Ryan began with a general overview of commercial acquisition and the evolution of commerciality, describing commercial acquisition as a “streamlined AQ process.” He noted FAR 52.244-6, which requires that “[t]o the maximum extent practicable, the Contractor shall incorporate, and require its subcontractors at all tiers to incorporate, commercial items or non-developmental items as components of items to be supplied under this Contract.” He then discussed three recent NDAAs pertinent to commerciality, those for 2013, 2016, and 2017, of which the one for 2017 is especially significant.

Ryan then stated CIG’s mission: to “[d]evelop a robust ‘cadre’ of commercial acquisition expertise to support buying commands and DCMA for commercial item recommendations and pricing.” CIG is set up in six regions: Denver, Phoenix, Indianapolis, Boston, Philadelphia, and St. Petersburg, Florida each with specialties. He then set forth the procedure and responsibilities for CIG support of Department of Defense (DoD) acquisition activities. He emphasized, however, that “[d]ecisions, no matter who is responsible, rely heavily on market research.”

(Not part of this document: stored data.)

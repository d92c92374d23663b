//! Read-only lifecycle checkpoints for the audit view.
//!
//! Always five items in process order. An item is `done` when its timestamp
//! is recorded, `current` when it is the record's present stage, `done` when
//! the process has already moved past it without a timestamp, and `pending`
//! otherwise. On the no-violation path the investigation steps never apply
//! and are reported as `skipped`, whatever their timestamps say.

use chrono::{DateTime, NaiveDate, Utc};
use shared_types::{
    FinalResult, InvestigationStage, TimelineItem, TimelineKey, TimelineStatus, UnifiedRecord,
};

use super::penalty_ledger::PenaltyLedger;

const SKIPPED_HINT: &str = "Не застосовується: порушень службової дисципліни не виявлено";

fn ua_date(date: NaiveDate) -> String {
    date.format("%d.%m.%Y").to_string()
}

fn derive_status(
    key: TimelineKey,
    at: Option<DateTime<Utc>>,
    item_is_current: bool,
    current: InvestigationStage,
) -> TimelineStatus {
    if at.is_some() {
        TimelineStatus::Done
    } else if item_is_current {
        TimelineStatus::Current
    } else if current.order() > key.position() {
        TimelineStatus::Done
    } else {
        TimelineStatus::Pending
    }
}

fn item(
    key: TimelineKey,
    label: &str,
    at: Option<DateTime<Utc>>,
    item_is_current: bool,
    current: InvestigationStage,
    hint: Option<String>,
) -> TimelineItem {
    TimelineItem {
        key,
        label: label.to_string(),
        at,
        status: derive_status(key, at, item_is_current, current),
        hint,
    }
}

fn skipped(key: TimelineKey, label: &str) -> TimelineItem {
    TimelineItem {
        key,
        label: label.to_string(),
        at: None,
        status: TimelineStatus::Skipped,
        hint: Some(SKIPPED_HINT.to_string()),
    }
}

fn final_label(record: &UnifiedRecord) -> &'static str {
    let inv = &record.investigation;
    if inv.stage == InvestigationStage::CheckCompletedNoViolation {
        "Завершено: порушень дисципліни не виявлено"
    } else if inv.stage == InvestigationStage::SrCompletedUnlawful
        || inv.final_result == Some(FinalResult::Unlawful)
    {
        "Завершено: дії неправомірні"
    } else if inv.stage == InvestigationStage::SrCompletedLawful
        || inv.final_result == Some(FinalResult::Lawful)
    {
        "Завершено: дії правомірні"
    } else {
        "Очікує завершення"
    }
}

fn final_hint(record: &UnifiedRecord) -> Option<String> {
    let inv = &record.investigation;
    let mut parts = Vec::new();

    let summary = PenaltyLedger::from_record(record).summary(record);
    if !summary.is_empty() {
        parts.push(summary);
    }
    if let Some(approved) = inv.conclusion_approved_at {
        parts.push(format!("Висновок затверджено {}", ua_date(approved)));
    }
    if let Some(number) = inv
        .penalty_order_number
        .as_deref()
        .map(str::trim)
        .filter(|n| !n.is_empty())
    {
        let mut reference = format!("Наказ про стягнення № {number}");
        if let Some(date) = inv.penalty_order_date {
            reference.push_str(&format!(" від {}", ua_date(date)));
        }
        parts.push(reference);
    }

    if parts.is_empty() {
        None
    } else {
        Some(parts.join(" • "))
    }
}

fn order_hint(record: &UnifiedRecord) -> Option<String> {
    let inv = &record.investigation;
    let number = inv.order_number.as_deref().map(str::trim).filter(|n| !n.is_empty())?;
    Some(match inv.order_date {
        Some(date) => format!("Наказ № {number} від {}", ua_date(date)),
        None => format!("Наказ № {number}"),
    })
}

/// Derive the checkpoint list for an investigation record.
pub fn build_timeline(record: &UnifiedRecord) -> Vec<TimelineItem> {
    let inv = &record.investigation;
    let current = inv.stage;
    let no_violation = current == InvestigationStage::CheckCompletedNoViolation;

    let registered = TimelineItem {
        key: TimelineKey::Registered,
        label: "Зареєстровано".to_string(),
        at: Some(record.created_at),
        status: TimelineStatus::Done,
        hint: None,
    };

    let review = item(
        TimelineKey::Review,
        "Розгляд рапорту/доповідної",
        inv.reviewed_at,
        current == InvestigationStage::ReportReview,
        current,
        inv.document_type.map(|d| d.label().to_string()),
    );

    let (initiate, order) = if no_violation {
        (
            skipped(TimelineKey::Initiate, "Ініційовано службове розслідування"),
            skipped(TimelineKey::Order, "Призначено службове розслідування"),
        )
    } else {
        (
            item(
                TimelineKey::Initiate,
                "Ініційовано службове розслідування",
                inv.initiated_at,
                current == InvestigationStage::SrInitiated,
                current,
                None,
            ),
            item(
                TimelineKey::Order,
                "Призначено службове розслідування",
                inv.order_assigned_at,
                current == InvestigationStage::SrOrderAssigned,
                current,
                order_hint(record),
            ),
        )
    };

    let finished = item(
        TimelineKey::Final,
        final_label(record),
        inv.completed_at,
        current.is_terminal(),
        current,
        final_hint(record),
    );

    vec![registered, review, initiate, order, finished]
}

He then gave an overview of the definition of a commercial item, beginning with the definition in FAR 2.101: “[a]ny item, other than real property, that is of a type customarily used by the general public or by nongovernmental entities for [non-governmental] purposes.” Ryan then proceeded with the CIG definition, with some clarifications: (1) “of a type” means “similar” or “customarily” used; (2) evaluating a “similar” item involves looking at its form, fit, and function, etc.; and (3) “customarily” used means “usually” or “commonly.” He then discussed CIG’s procedure for determining commerciality under FAR Parts 12 and 15 and for establishing a common framework for a memorandum of agreement (MOA) between DCMA and a contractor. Especially important, he said, is sharing decisions of commerciality; CIG has a help desk. Presently, CIG retains a spreadsheet at Commercial@dcma.mil; a future database will incorporate procuring contracting officer (PCO) decisions.

Ryan’s next topic was market research, defined in FAR 2-101 as “collecting and analyzing information about capabilities within the market to satisfy agency needs.” In FAR Part 10, it means using the results of market research to determine if commercial items can be used to meet the agency’s needs, “a continuous process designed to gather data on products and services, market capabilities, and the business practices associated with them,” explained Ryan. It is used “to evaluate trade-offs among the various ways of meeting an [agency’s] requirements” and involves “the documentation of the data collected and its presentation in a way to facilitate acquisition decisions.”

Ryan then discussed commercial item pricing, evaluation of which may be by a variety of techniques, including (1) comparison to other prices received from other companies, (2) comparison to prior prices paid, (3) parametric estimating methods, (4) government cost estimates, (5) market research on same or similar items, (6) data other than certified cost or pricing data, and (7) value-based pricing. He then noted that CIG is augmenting contractor purchasing system reviews (CPSRs), observing that an adequate purchasing system means that the government can rely on the information the system is producing.

Ryan then gave a brief overview of the definition of “modification” regarding a commercial item. It should be “customarily” available to the public or required to meet specific government requirements, but must be minor. He then set forth criteria for what constitutes a “minor” modification. Next he discussed commercial services, which he defined as installation, maintenance, repair, training, and other services, under certain conditions; and services of a type offered and sold competitively in substantial quantities in the commercial marketplace based on established catalog or market prices for specific tasks performed or specific outcomes to be achieved and under standard commercial terms and conditions.

Finally, he gave an overview of nondevelopmental items (NDIs), which are defined in FAR 2.101 as: (1) any previously developed item of supply used exclusively for governmental purposes by a federal agency, a state government, or a foreign government with which the United States has a mutual defense cooperation agreement; (2) any item described in definition (1) that requires only minor modifications, or modifications of a type customarily available in the commercial marketplace in order to meet the requirements of the procuring department or agency; or (3) any item of supply being produced that does not meet the requirements of definition (1) or (2) solely because the item is not yet in use.